企画情報部研究会の開催―韓国の「東洋画」について

稲葉真以氏の発表による研究会

 企画情報部の近・現代視覚芸術研究室では、日本を含む東アジア諸地域の近現代美術を対象にプロジェクト研究「近現代美術に関する交流史的研究」を進めています。その一環として2月17日の企画情報部研究会では、韓国・光云大学校助教授の稲葉真以氏に「韓国の「東洋画」について」の題でご発表いただきました。

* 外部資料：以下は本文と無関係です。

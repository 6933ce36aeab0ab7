use contact3d::math::{Isometry, Vector};
use contact3d::query::gjk::{self, GjkResult, JohnsonSimplex};
use contact3d::query::{DefaultCollisionDispatcher, QueryTolerances, QueryType};
use contact3d::shape::{Ball, GeometricObject};

#[test]
fn gjk_distance_between_balls() {
    let mut rng = oorandom::Rand32::new(7);
    let tolerances = QueryTolerances::default();
    let mut simplex = JohnsonSimplex::new(tolerances.epsilon);

    for _ in 0..200 {
        let ball1 = Ball::new(rng.rand_float() + 0.1);
        let ball2 = Ball::new(rng.rand_float() + 0.1);
        let c1 = Vector::from_fn(|_, _| rng.rand_float() * 10.0 - 5.0);
        let c2 = Vector::from_fn(|_, _| rng.rand_float() * 10.0 - 5.0);
        let expected = (c2 - c1).norm() - ball1.radius - ball2.radius;

        let a = GeometricObject::with_pose(&ball1, Isometry::translation(c1.x, c1.y, c1.z));
        let b = GeometricObject::with_pose(&ball2, Isometry::translation(c2.x, c2.y, c2.z));
        let (ga, gb) = (a.as_convex().unwrap(), b.as_convex().unwrap());

        let result = gjk::closest_points(
            &ga,
            &gb,
            QueryType::ClosestPoints,
            &tolerances,
            &mut simplex,
        );

        if expected > 0.1 {
            match result {
                GjkResult::ClosestPoints {
                    point_a,
                    point_b,
                    normal,
                    distance,
                } => {
                    assert!(relative_eq!(distance, expected, epsilon = 1.0e-2));
                    assert!(relative_eq!((point_a - point_b).norm(), distance, epsilon = 1.0e-2));
                    // The normal points from the second ball toward the first.
                    assert!(normal.dot(&(c1 - c2).normalize()) > 0.99);
                }
                res => panic!("expected closest points, got {:?}", res),
            }
            assert!(!gjk::intersection_test(&ga, &gb, &tolerances, &mut simplex));
        } else if expected < -0.1 {
            assert_eq!(result, GjkResult::Intersection);
            assert!(gjk::intersection_test(&ga, &gb, &tolerances, &mut simplex));
        }
    }
}

#[test]
fn deeply_overlapping_balls_intersect() {
    let mut rng = oorandom::Rand32::new(11);
    let tolerances = QueryTolerances::default();
    let mut simplex = JohnsonSimplex::new(tolerances.epsilon);

    for i in 0..200 {
        let ball1 = Ball::new(rng.rand_float() + 0.1);
        let ball2 = Ball::new(rng.rand_float() + 0.1);
        let dir = Vector::from_fn(|_, _| rng.rand_float() * 2.0 - 1.0);
        // Centers closer than half the sum of the radii, the first sample being concentric.
        let dist = if i == 0 {
            0.0
        } else {
            rng.rand_float() * (ball1.radius + ball2.radius) * 0.5
        };
        let c1 = Vector::from_fn(|_, _| rng.rand_float() * 10.0 - 5.0);
        let c2 = c1 + dir.try_normalize(1.0e-3).unwrap_or(Vector::x()) * dist;

        let a = GeometricObject::with_pose(&ball1, Isometry::translation(c1.x, c1.y, c1.z));
        let b = GeometricObject::with_pose(&ball2, Isometry::translation(c2.x, c2.y, c2.z));
        let (ga, gb) = (a.as_convex().unwrap(), b.as_convex().unwrap());

        let result = gjk::closest_points(
            &ga,
            &gb,
            QueryType::ClosestPoints,
            &tolerances,
            &mut simplex,
        );
        assert_eq!(result, GjkResult::Intersection, "balls at {:?} and {:?}", c1, c2);
        assert!(gjk::intersection_test(&ga, &gb, &tolerances, &mut simplex));
    }
}

#[test]
fn unit_balls_half_a_unit_apart_are_in_contact() {
    let dispatcher = DefaultCollisionDispatcher::default();
    let ball = Ball::new(1.0);
    let a = GeometricObject::with_pose(&ball, Isometry::identity());
    let b = GeometricObject::with_pose(&ball, Isometry::translation(0.5, 0.0, 0.0));

    assert!(dispatcher.have_contact(a, b).unwrap());

    let contacts = dispatcher.contacts(a, b).unwrap();
    assert_eq!(contacts.len(), 1);
    assert!(contacts[0].penetration_depth >= 0.0);
    // Pointing from the second ball toward the first.
    assert!(contacts[0].normal.x < 0.0);

    let closest = dispatcher.closest_points(a, b).unwrap().unwrap();
    assert!(closest.penetration_depth >= 0.0);
}
use crate::query::QueryType;
use crate::shape::ShapeType;

/// Error indicating that a collision query was issued with inputs the selected algorithm
/// cannot handle.
///
/// These are precondition violations: they are reported as soon as they are detected and the
/// query is not attempted. Numerical degeneracies are never reported as errors, they are
/// handled by the algorithms themselves.
///
/// # Example
///
/// ```
/// # #[cfg(feature = "f32")] {
/// use contact3d::query::{ContactSet, DefaultCollisionDispatcher, CollisionDispatcher, QueryError, QueryType};
/// use contact3d::shape::{GeometricObject, Shape, ShapeType};
/// use contact3d::math::{Point, Real};
/// use contact3d::na::Isometry3;
///
/// // A custom shape without support mapping.
/// struct Cloud;
///
/// impl Shape for Cloud {
///     fn shape_type(&self) -> ShapeType {
///         ShapeType::Custom
///     }
///
///     fn contains_local_point(&self, _: &Point<Real>, _: Real) -> bool {
///         false
///     }
/// }
///
/// let cloud = Cloud;
/// let a = GeometricObject::with_pose(&cloud, Isometry3::identity());
/// let b = GeometricObject::with_pose(&cloud, Isometry3::identity());
/// let mut set = ContactSet::new(a, b);
/// let dispatcher = DefaultCollisionDispatcher::default();
///
/// assert_eq!(
///     dispatcher.compute_collision(&mut set, QueryType::Boolean),
///     Err(QueryError::NotConvex(ShapeType::Custom))
/// );
/// # }
/// ```
#[derive(thiserror::Error, Copy, Clone, Debug, PartialEq, Eq)]
pub enum QueryError {
    /// No collision algorithm handles the given pair of shape types.
    #[error("no collision algorithm handles the shape pair ({0:?}, {1:?}).")]
    UnsupportedShapePair(ShapeType, ShapeType),
    /// An algorithm was given a shape of the wrong type.
    #[error("the {algorithm} algorithm expected a {expected:?} shape, found {found:?}.")]
    UnexpectedShape {
        /// The name of the algorithm.
        algorithm: &'static str,
        /// The shape type expected by the algorithm.
        expected: ShapeType,
        /// The shape type it was given.
        found: ShapeType,
    },
    /// An algorithm was asked a query type it does not compute.
    #[error("the {algorithm} algorithm does not support {query_type:?} queries.")]
    UnsupportedQueryType {
        /// The name of the algorithm.
        algorithm: &'static str,
        /// The query type that was asked.
        query_type: QueryType,
    },
    /// A convex algorithm was given a shape without support mapping.
    #[error("the shape {0:?} does not have a support mapping.")]
    NotConvex(ShapeType),
}
//! Indexed triangle meshes.

use crate::math::{Point, Real};
use crate::shape::Triangle;

/// Indicated an inconsistency while building a triangle mesh.
#[derive(thiserror::Error, Copy, Clone, Debug, PartialEq, Eq)]
pub enum TriMeshBuilderError {
    /// A triangle mesh must contain at least one triangle.
    #[error("A triangle mesh must contain at least one triangle.")]
    EmptyIndices,
    /// A triangle references a vertex that does not exist.
    #[error("the triangle {triangle} references the vertex {vertex} which does not exist.")]
    IndexOutOfBounds {
        /// The index of the faulty triangle.
        triangle: u32,
        /// The out-of-bounds vertex index.
        vertex: u32,
    },
}

/// A triangle mesh given as a vertex buffer and an index buffer.
///
/// Each triangle is given by the indices of its three vertices, in counter-clockwise order
/// when seen from the side its normal points to.
#[derive(Clone, Debug, PartialEq)]
#[cfg_attr(feature = "serde", derive(Serialize, Deserialize))]
pub struct TriMesh {
    vertices: Vec<Point<Real>>,
    indices: Vec<[u32; 3]>,
}

impl TriMesh {
    /// Creates a new triangle mesh from a vertex buffer and an index buffer.
    pub fn new(
        vertices: Vec<Point<Real>>,
        indices: Vec<[u32; 3]>,
    ) -> Result<Self, TriMeshBuilderError> {
        if indices.is_empty() {
            return Err(TriMeshBuilderError::EmptyIndices);
        }

        for (triangle, idx) in indices.iter().enumerate() {
            if let Some(vertex) = idx.iter().find(|i| **i as usize >= vertices.len()) {
                return Err(TriMeshBuilderError::IndexOutOfBounds {
                    triangle: triangle as u32,
                    vertex: *vertex,
                });
            }
        }

        Ok(Self { vertices, indices })
    }

    /// The vertex buffer of this mesh.
    pub fn vertices(&self) -> &[Point<Real>] {
        &self.vertices
    }

    /// The index buffer of this mesh.
    pub fn indices(&self) -> &[[u32; 3]] {
        &self.indices
    }

    /// The number of triangles of this mesh.
    pub fn num_triangles(&self) -> usize {
        self.indices.len()
    }

    /// Gets the i-th mesh element.
    pub fn triangle(&self, i: u32) -> Triangle {
        let idx = self.indices[i as usize];
        Triangle::new(
            self.vertices[idx[0] as usize],
            self.vertices[idx[1] as usize],
            self.vertices[idx[2] as usize],
        )
    }

    /// An iterator through all the triangles of this mesh.
    pub fn triangles(&self) -> impl ExactSizeIterator<Item = Triangle> + '_ {
        self.indices.iter().map(move |ids| {
            Triangle::new(
                self.vertices[ids[0] as usize],
                self.vertices[ids[1] as usize],
                self.vertices[ids[2] as usize],
            )
        })
    }

    /// The total surface area of this mesh.
    pub fn area(&self) -> Real {
        self.triangles().map(|tri| tri.area()).sum()
    }
}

 今日、韓国で「東洋画」と呼ばれているジャンルは、もともと日本の植民地時代に「日本画」が移植される過程で形成されたものです。その一方で、解放後の「東洋画」批判を経て、同じジャンルを指しながらも民族アイデンティティ確立の意味合いを籠めた「韓国画」の語も、1980年代から広く用いられるようになりました。稲葉氏の発表では、そのような政治的背景をもつ「東洋画」および「韓国画」の現在まで至る経緯と課題について、作例の紹介も交えながらお話しいただきました。
 日本でも1990年代から2000年代にかけて、近代以降に成立した「日本画」の概念をめぐる議論が評論家や美術史家、そして作家の間で盛んに行なわれました。さらに近年では、中国や台湾といった東アジアで展開する「岩彩画」「膠彩画」の動向を視野に入れた上での「日本画」系作家による再検討も進められています。今回の研究会でも、ルーツを共有しつつも国境を隔てて独自の展開をみせる韓国の「東洋画」の在り様に目を見張るとともに、ガラパゴス化した「日本画」を相対的にとらえ直す、よい機会となりました。歴史認識をめぐる日韓間の摩擦が取り沙汰される昨今ですが、研究会にご参加いただいた金貴粉氏(国立ハンセン病資料館学芸員)の「不幸な出会い方をした分、見ないようにするのではなく、改めてお互いを見ていく必要がそれぞれの研究を深化させる上であるのではないか」という感想を噛みしめつつ、今後の研究につなげていきたいと思います。